Segment Open
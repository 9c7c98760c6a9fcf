//! Single-fire arbitration between response completion signals.

use parking_lot::Mutex;
use std::fmt;
use std::sync::atomic::{AtomicU8, Ordering};
use std::sync::Arc;
use tracing::trace;

/// Which event ended the response.
#[derive(Debug, Clone, Copy, PartialEq, Eq, Hash)]
pub enum CompletionSignal {
    /// The body was transmitted to the end.
    Finish,
    /// The body was dropped before its end, e.g. the connection closed.
    Close,
}

impl fmt::Display for CompletionSignal {
    fn fmt(&self, f: &mut fmt::Formatter<'_>) -> fmt::Result {
        match self {
            Self::Finish => write!(f, "finish"),
            Self::Close => write!(f, "close"),
        }
    }
}

/// Arbiter state.
#[derive(Debug, Clone, Copy, PartialEq, Eq)]
#[repr(u8)]
pub enum ArbiterState {
    /// Waiting for the first completion signal.
    Armed = 0,
    /// A signal has been delivered. Terminal.
    Fired = 1,
}

impl From<u8> for ArbiterState {
    fn from(value: u8) -> Self {
        match value {
            0 => Self::Armed,
            _ => Self::Fired,
        }
    }
}

type Finalizer = Box<dyn FnOnce(CompletionSignal) + Send>;

struct ArbiterInner {
    state: AtomicU8,
    fired_by: Mutex<Option<CompletionSignal>>,
    finalizer: Mutex<Option<Finalizer>>,
}

/// Guarantees that at most one of the "finish" and "close" signals runs the
/// finalizer.
///
/// The transition out of [`ArbiterState::Armed`] is a single compare-and-swap,
/// so concurrent, reentrant or repeated signals cannot run the finalizer
/// twice. The winner takes the finalizer out of its slot before calling it,
/// which leaves nothing behind for the losing signal. If no signal ever
/// arrives the arbiter stays armed and the finalizer never runs.
///
/// Clones share state.
#[derive(Clone)]
pub struct CompletionArbiter {
    inner: Arc<ArbiterInner>,
}

impl CompletionArbiter {
    /// Creates an armed arbiter that will call `finalizer` on the first
    /// signal.
    pub fn arm<F>(finalizer: F) -> Self
    where
        F: FnOnce(CompletionSignal) + Send + 'static,
    {
        Self {
            inner: Arc::new(ArbiterInner {
                state: AtomicU8::new(ArbiterState::Armed as u8),
                fired_by: Mutex::new(None),
                finalizer: Mutex::new(Some(Box::new(finalizer))),
            }),
        }
    }

    /// Returns the current state.
    pub fn state(&self) -> ArbiterState {
        ArbiterState::from(self.inner.state.load(Ordering::Acquire))
    }

    /// Returns the signal that fired the arbiter, if any.
    pub fn fired_by(&self) -> Option<CompletionSignal> {
        *self.inner.fired_by.lock()
    }

    /// Delivers the "finish" signal.
    pub fn finish(&self) -> bool {
        self.fire(CompletionSignal::Finish)
    }

    /// Delivers the "close" signal.
    pub fn close(&self) -> bool {
        self.fire(CompletionSignal::Close)
    }

    /// Delivers `signal`. Returns true if this call fired the arbiter.
    pub fn fire(&self, signal: CompletionSignal) -> bool {
        if self
            .inner
            .state
            .compare_exchange(
                ArbiterState::Armed as u8,
                ArbiterState::Fired as u8,
                Ordering::AcqRel,
                Ordering::Acquire,
            )
            .is_err()
        {
            trace!(%signal, "Completion signal ignored, arbiter already fired");
            return false;
        }

        *self.inner.fired_by.lock() = Some(signal);
        // Lock released before the call so a reentrant signal only sees Fired.
        let finalizer = self.inner.finalizer.lock().take();
        if let Some(finalizer) = finalizer {
            finalizer(signal);
        }
        true
    }
}

impl fmt::Debug for CompletionArbiter {
    fn fmt(&self, f: &mut fmt::Formatter<'_>) -> fmt::Result {
        f.debug_struct("CompletionArbiter")
            .field("state", &self.state())
            .field("fired_by", &self.fired_by())
            .finish()
    }
}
Segment Closed
■ DIRECTIONS FOR THIS TASK ■
Looking through the data above, copy out each line in which the string "Some" occurs.

■ WRITTEN ANSWER ■
                finalizer: Mutex::new(Some(Box::new(finalizer))),
        *self.inner.fired_by.lock() = Some(signal);
        if let Some(finalizer) = finalizer {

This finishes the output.